Effects of schisandrin B enantiomer ((+)Sch B and (–)Sch B) treatment on the reduced cellular glutathione (GSH) level and susceptibility to menadione-induced toxicity were investigated and compared in AML12 hepatocytes. (+)Sch B or (–)Sch B treatment at 6.25 µmol/l produced a time-dependent change in cellular GSH level, with the maximal stimulation occurring 16 h after dosing. (+)Sch B/(–)Sch B pretreatment for 16 h dose-dependently protected against menadione toxicity, with the maximum degree of protection observable at 6.25 µmol/l and the extent of protection afforded by (–)Sch B being larger than that of (+)Sch B. The cytoprotection was associated with a parallel enhancement in cellular GSH level in both non-menadione (control) and menadione-intoxicated cells.
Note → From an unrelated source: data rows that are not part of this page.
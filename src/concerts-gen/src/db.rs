use std::path::Path;

use rusqlite::params;
use rusqlite::Connection;
use tracing::debug;
use tracing::info;

use crate::artists::Artist;
use crate::error::ConcertsGenError;
use crate::error::Result;
use crate::generator::Dataset;
use crate::shows::Show;
use crate::venues::Venue;

pub const TABLE_ARTISTS: &str = "artists";
pub const TABLE_VENUES: &str = "venues";
pub const TABLE_SHOWS: &str = "shows";

const CREATE_TABLES: &str = r"
    CREATE TABLE IF NOT EXISTS artists(
        id INTEGER PRIMARY KEY,
        name TEXT
    );

    CREATE TABLE IF NOT EXISTS venues(
        id INTEGER PRIMARY KEY,
        name TEXT,
        city TEXT,
        state TEXT
    );

    CREATE TABLE IF NOT EXISTS shows(
        id INTEGER PRIMARY KEY,
        artist INTEGER,
        venue INTEGER,
        date INTEGER,
        FOREIGN KEY(artist) REFERENCES artists(id),
        FOREIGN KEY(venue) REFERENCES venues(id)
    );
";

// shows go first, they reference the other two
const DROP_TABLES: &str = r"
    DROP TABLE IF EXISTS shows;
    DROP TABLE IF EXISTS venues;
    DROP TABLE IF EXISTS artists;
";

/// The connection is closed when the store is dropped.
pub struct Store {
    conn: Connection,
}

impl Store {
    pub fn open<P: AsRef<Path>>(path: P) -> Result<Self> {
        debug!("opening {:?}", path.as_ref());
        Self::init(Connection::open(path)?)
    }

    pub fn open_in_memory() -> Result<Self> {
        Self::init(Connection::open_in_memory()?)
    }

    fn init(conn: Connection) -> Result<Self> {
        conn.execute_batch("PRAGMA foreign_keys=ON;")?;
        Ok(Self { conn })
    }

    /// Drops all tables. Safe to call on an empty or already reset store.
    pub fn reset(&self) -> Result<()> {
        info!("dropping tables...");
        self.conn.execute_batch(DROP_TABLES)?;
        Ok(())
    }

    pub fn create_tables(&self) -> Result<()> {
        info!("creating tables...");
        self.conn.execute_batch(CREATE_TABLES)?;
        Ok(())
    }

    /// Inserts the dataset table by table. Every table is written in its own
    /// transaction, so a failure leaves earlier tables written.
    pub fn write(&mut self, dataset: &Dataset) -> Result<()> {
        self.create_tables()?;
        self.write_artists(&dataset.artists)?;
        self.write_venues(&dataset.venues)?;
        self.write_shows(&dataset.shows)?;
        Ok(())
    }

    fn write_artists(&mut self, artists: &[Artist]) -> Result<()> {
        let tx = self.conn.transaction()?;
        {
            let mut stmt = tx.prepare_cached("INSERT INTO artists (id, name) VALUES (?1, ?2)")?;
            for artist in artists.iter() {
                stmt.execute(params![artist.id as i64, artist.name])?;
            }
        }
        tx.commit()?;
        info!("{} artist(s) written", artists.len());
        Ok(())
    }

    fn write_venues(&mut self, venues: &[Venue]) -> Result<()> {
        let tx = self.conn.transaction()?;
        {
            let mut stmt = tx.prepare_cached(
                "INSERT INTO venues (id, name, city, state) VALUES (?1, ?2, ?3, ?4)",
            )?;
            for venue in venues.iter() {
                stmt.execute(params![venue.id as i64, venue.name, venue.city, venue.state])?;
            }
        }
        tx.commit()?;
        info!("{} venue(s) written", venues.len());
        Ok(())
    }

    fn write_shows(&mut self, shows: &[Show]) -> Result<()> {
        let tx = self.conn.transaction()?;
        {
            let mut stmt = tx.prepare_cached(
                "INSERT INTO shows (id, artist, venue, date) VALUES (?1, ?2, ?3, ?4)",
            )?;
            for show in shows.iter() {
                stmt.execute(params![
                    show.id as i64,
                    show.artist_id as i64,
                    show.venue_id as i64,
                    show.date
                ])?;
            }
        }
        tx.commit()?;
        info!("{} show(s) written", shows.len());
        Ok(())
    }

    pub fn count(&self, table: &str) -> Result<u64> {
        match table {
            TABLE_ARTISTS | TABLE_VENUES | TABLE_SHOWS => {}
            _ => {
                return Err(ConcertsGenError::Internal(format!(
                    "unknown table {table:?}"
                )));
            }
        }

        let n: i64 = self
            .conn
            .query_row(&format!("SELECT COUNT(*) FROM {table}"), [], |row| {
                row.get(0)
            })?;
        Ok(n as u64)
    }

    pub fn table_exists(&self, table: &str) -> Result<bool> {
        let n: i64 = self.conn.query_row(
            "SELECT COUNT(*) FROM sqlite_master WHERE type = 'table' AND name = ?1",
            [table],
            |row| row.get(0),
        )?;
        Ok(n > 0)
    }

    pub fn connection(&self) -> &Connection {
        &self.conn
    }
}
use std::fs;
use std::fs::File;
use std::io::BufReader;
use std::path::Path;

use serde::Deserialize;
use tracing::info;

use crate::defaults::CITIES_FILE;
use crate::defaults::NAMES_FILE;
use crate::defaults::WORDS_FILE;
use crate::error::ConcertsGenError;
use crate::error::Result;

#[derive(Debug, Clone, Deserialize, PartialEq, Eq)]
pub struct City {
    pub city: String,
    pub population: u64,
}

/// Reads a newline-delimited list, skipping blank lines. Every call hits the disk.
pub fn load_list<P: AsRef<Path>>(path: P) -> Result<Vec<String>> {
    let path = path.as_ref();
    let text = fs::read_to_string(path).map_err(|source| ConcertsGenError::FileAccess {
        path: path.to_path_buf(),
        source,
    })?;

    Ok(text
        .lines()
        .map(str::trim)
        .filter(|line| !line.is_empty())
        .map(str::to_string)
        .collect())
}

pub fn load_cities<P: AsRef<Path>>(path: P) -> Result<Vec<City>> {
    let path = path.as_ref();
    let file = File::open(path).map_err(|source| ConcertsGenError::FileAccess {
        path: path.to_path_buf(),
        source,
    })?;

    Ok(serde_json::from_reader(BufReader::new(file))?)
}

pub struct Sources {
    pub names: Vec<String>,
    pub words: Vec<String>,
    pub cities: Vec<City>,
}

impl Sources {
    pub fn load(data_path: &Path) -> Result<Self> {
        info!("loading names...");
        let names = load_list(data_path.join(NAMES_FILE))?;
        info!("loading words...");
        let words = load_list(data_path.join(WORDS_FILE))?;
        info!("loading cities...");
        let cities = load_cities(data_path.join(CITIES_FILE))?;
        info!(
            "loaded {} names, {} words, {} cities",
            names.len(),
            words.len(),
            cities.len()
        );

        Ok(Self {
            names,
            words,
            cities,
        })
    }
}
While the GSH depletion produced by buthionine sulfoximine/phorone treatment largely abrogated the cytoprotective action of (+)Sch B/(–)Sch B, it almost completely abolished the GSH-enhancing effect of (+)Sch B and (–)Sch B in both control and menadione-treated cells. Both (+)Sch B and (–)Sch B treatments increased the GSH reductase activity in control and menadione-treated cells, with the stimulatory action of (–)Sch B being more potent than that of (+)Sch B in the control condition. (+)Sch B and (–)Sch B also enhanced the γ-glutamate cysteine ligase activity in menadione-intoxicated cells. The results indicate that (–)Sch B is more effective than (+)Sch B in enhancing cellular GSH and protecting against oxidant injury in hepatocytes.